Dernière mise à jour : 4 août 2023

En 17 ans d’existence, le réseau social Twitter a enregistré 353,9 millions d’utilisateurs. Threads, tout nouveau réseau social créé par Meta, considéré comme un sérieux concurrent de Twitter enregistre en un peu plus de 24 heures, plus de 50 millions d’utilisateurs. Oui, la nouvelle bête tient sa promesse.

Threads ressemblerait à une combinaison de Twitter et d’Instagram. On peut y publier du contenu écrit jusqu’à 500 caractères ; le design et le mode de navigation est proche d’Instagram. D’ailleurs, on utilise les identifiants Instagram pour y créer un compte.
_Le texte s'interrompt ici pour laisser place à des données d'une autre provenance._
//! Product catalogue.

use chrono::{DateTime, Utc};
use serde::Serialize;
use sqlx::postgres::PgRow;
use sqlx::{PgPool, Row};

use plantops_core::ProductId;

use crate::error::{RepoError, RepoResult};
use crate::users::ensure_affected;

#[derive(Debug, Clone, Serialize)]
pub struct ProductRecord {
    pub product_id: ProductId,
    pub name: String,
    pub category: String,
    pub unit: String,
    pub description: Option<String>,
    pub created_at: DateTime<Utc>,
}

#[derive(Clone)]
pub struct ProductRepo {
    pool: PgPool,
}

impl ProductRepo {
    pub fn new(pool: PgPool) -> Self {
        Self { pool }
    }

    pub async fn create(
        &self,
        name: &str,
        category: &str,
        unit: &str,
        description: Option<&str>,
    ) -> RepoResult<ProductId> {
        let product_id: i64 = sqlx::query_scalar(
            "INSERT INTO products (name, category, unit, description) \
             VALUES ($1, $2, $3, $4) RETURNING product_id",
        )
        .bind(name)
        .bind(category)
        .bind(unit)
        .bind(description)
        .fetch_one(&self.pool)
        .await?;
        Ok(ProductId::new(product_id))
    }

    pub async fn get(&self, product_id: ProductId) -> RepoResult<Option<ProductRecord>> {
        let row = sqlx::query(
            "SELECT product_id, name, category, unit, description, created_at \
             FROM products WHERE product_id = $1",
        )
        .bind(product_id.as_i64())
        .fetch_optional(&self.pool)
        .await?;
        row.map(|r| product_from_row(&r)).transpose()
    }

    pub async fn list(&self) -> RepoResult<Vec<ProductRecord>> {
        let rows = sqlx::query(
            "SELECT product_id, name, category, unit, description, created_at \
             FROM products ORDER BY name",
        )
        .fetch_all(&self.pool)
        .await?;
        rows.iter().map(product_from_row).collect()
    }

    pub async fn by_category(&self, category: &str) -> RepoResult<Vec<ProductRecord>> {
        let rows = sqlx::query(
            "SELECT product_id, name, category, unit, description, created_at \
             FROM products WHERE category = $1 ORDER BY name",
        )
        .bind(category)
        .fetch_all(&self.pool)
        .await?;
        rows.iter().map(product_from_row).collect()
    }

    pub async fn update(
        &self,
        product_id: ProductId,
        name: &str,
        category: &str,
        unit: &str,
        description: Option<&str>,
    ) -> RepoResult<()> {
        let result = sqlx::query(
            "UPDATE products SET name = $2, category = $3, unit = $4, description = $5 \
             WHERE product_id = $1",
        )
        .bind(product_id.as_i64())
        .bind(name)
        .bind(category)
        .bind(unit)
        .bind(description)
        .execute(&self.pool)
        .await?;
        ensure_affected(result.rows_affected())
    }

    pub async fn delete(&self, product_id: ProductId) -> RepoResult<()> {
        let result = sqlx::query("DELETE FROM products WHERE product_id = $1")
            .bind(product_id.as_i64())
            .execute(&self.pool)
            .await?;
        ensure_affected(result.rows_affected())
    }

    pub async fn count(&self) -> RepoResult<i64> {
        let count: i64 = sqlx::query_scalar("SELECT COUNT(*) FROM products")
            .fetch_one(&self.pool)
            .await?;
        Ok(count)
    }
}

fn product_from_row(row: &PgRow) -> Result<ProductRecord, RepoError> {
    Ok(ProductRecord {
        product_id: ProductId::new(row.try_get("product_id")?),
        name: row.try_get("name")?,
        category: row.try_get("category")?,
        unit: row.try_get("unit")?,
        description: row.try_get("description")?,
        created_at: row.try_get("created_at")?,
    })
}
//! Material withdrawal routes.

use std::sync::Arc;

use axum::{
    Json, Router,
    extract::{Extension, Path},
    http::StatusCode,
    response::IntoResponse,
    routing::{get, post},
};
use rust_decimal::Decimal;
use serde::Deserialize;
use serde_json::json;

use plantops_core::{BatchId, ProductId, WithdrawalId};
use plantops_infra::withdrawals::NewWithdrawal;

use crate::app::AppServices;
use crate::app::errors::{json_error, repo_error_to_response};
use crate::authz;
use crate::context::CurrentUser;

const DEFAULT_LOCATION: &str = "Main Warehouse";

pub fn router() -> Router {
    Router::new()
        .route("/", get(list).post(create))
        .route("/:id/approve", post(approve))
        .route("/:id/reject", post(reject))
}

async fn list(Extension(services): Extension<Arc<AppServices>>) -> axum::response::Response {
    match services.withdrawals.list().await {
        Ok(withdrawals) => (StatusCode::OK, Json(withdrawals)).into_response(),
        Err(e) => repo_error_to_response(e),
    }
}

#[derive(Debug, Deserialize)]
struct CreateWithdrawalRequest {
    product_id: i64,
    location: Option<String>,
    requested_quantity: Decimal,
    batch_id: Option<i64>,
    purpose: Option<String>,
}

async fn create(
    Extension(services): Extension<Arc<AppServices>>,
    Extension(user): Extension<CurrentUser>,
    Json(body): Json<CreateWithdrawalRequest>,
) -> axum::response::Response {
    if body.requested_quantity <= Decimal::ZERO {
        return json_error(
            StatusCode::BAD_REQUEST,
            "validation_error",
            "requested quantity must be positive",
        );
    }

    let new = NewWithdrawal {
        product_id: ProductId::new(body.product_id),
        location: body.location.unwrap_or_else(|| DEFAULT_LOCATION.to_string()),
        requested_quantity: body.requested_quantity,
        requested_by: user.user_id,
        batch_id: body.batch_id.map(BatchId::new),
        purpose: body.purpose,
    };

    match services.withdrawals.create(&new).await {
        Ok(withdrawal_id) => {
            services
                .audit
                .record(
                    user.user_id,
                    "create",
                    "withdrawal",
                    Some(withdrawal_id.as_i64()),
                    Some(json!({ "requested_quantity": new.requested_quantity })),
                )
                .await;
            (
                StatusCode::CREATED,
                Json(json!({ "withdrawal_id": withdrawal_id })),
            )
                .into_response()
        }
        Err(e) => repo_error_to_response(e),
    }
}

async fn approve(
    Extension(services): Extension<Arc<AppServices>>,
    Extension(user): Extension<CurrentUser>,
    Path(id): Path<i64>,
) -> axum::response::Response {
    if let Err(resp) = authz::require_role(&user, authz::MANAGE_TIER) {
        return resp;
    }

    match services.withdrawals.approve(WithdrawalId::new(id), user.user_id).await {
        Ok(()) => {
            services
                .audit
                .record(user.user_id, "approve", "withdrawal", Some(id), None)
                .await;
            (
                StatusCode::OK,
                Json(json!({ "message": "withdrawal approved and stock updated" })),
            )
                .into_response()
        }
        Err(e) => repo_error_to_response(e),
    }
}

#[derive(Debug, Deserialize)]
struct RejectRequest {
    reason: Option<String>,
}

async fn reject(
    Extension(services): Extension<Arc<AppServices>>,
    Extension(user): Extension<CurrentUser>,
    Path(id): Path<i64>,
    Json(body): Json<RejectRequest>,
) -> axum::response::Response {
    if let Err(resp) = authz::require_role(&user, authz::MANAGE_TIER) {
        return resp;
    }

    let reason = body.reason.unwrap_or_else(|| "no reason provided".to_string());

    match services
        .withdrawals
        .reject(WithdrawalId::new(id), user.user_id, &reason)
        .await
    {
        Ok(()) => {
            services
                .audit
                .record(
                    user.user_id,
                    "reject",
                    "withdrawal",
                    Some(id),
                    Some(json!({ "reason": reason })),
                )
                .await;
            (StatusCode::OK, Json(json!({ "message": "withdrawal rejected" }))).into_response()
        }
        Err(e) => repo_error_to_response(e),
    }
}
La ruée vers cette application montre comment le cyberespace se présente comme l’expression idéale de l’explosion des vitesses. Ces applications-évènements nous révèlent surtout comment les centres du pouvoir se déplacent. Nous sommes dans un contexte où les modèles de représentativité s’essoufflent, les manifestations populaires se multiplient et lorsque certains chefs d’Etats et de gouvernements désignent les réseaux sociaux comme leur parfait bouc émissaire, les citoyens les adoptent pour protéger leur liberté d’expression, quitte à se connecter avec des VPNs (Réseaux privés virtuels).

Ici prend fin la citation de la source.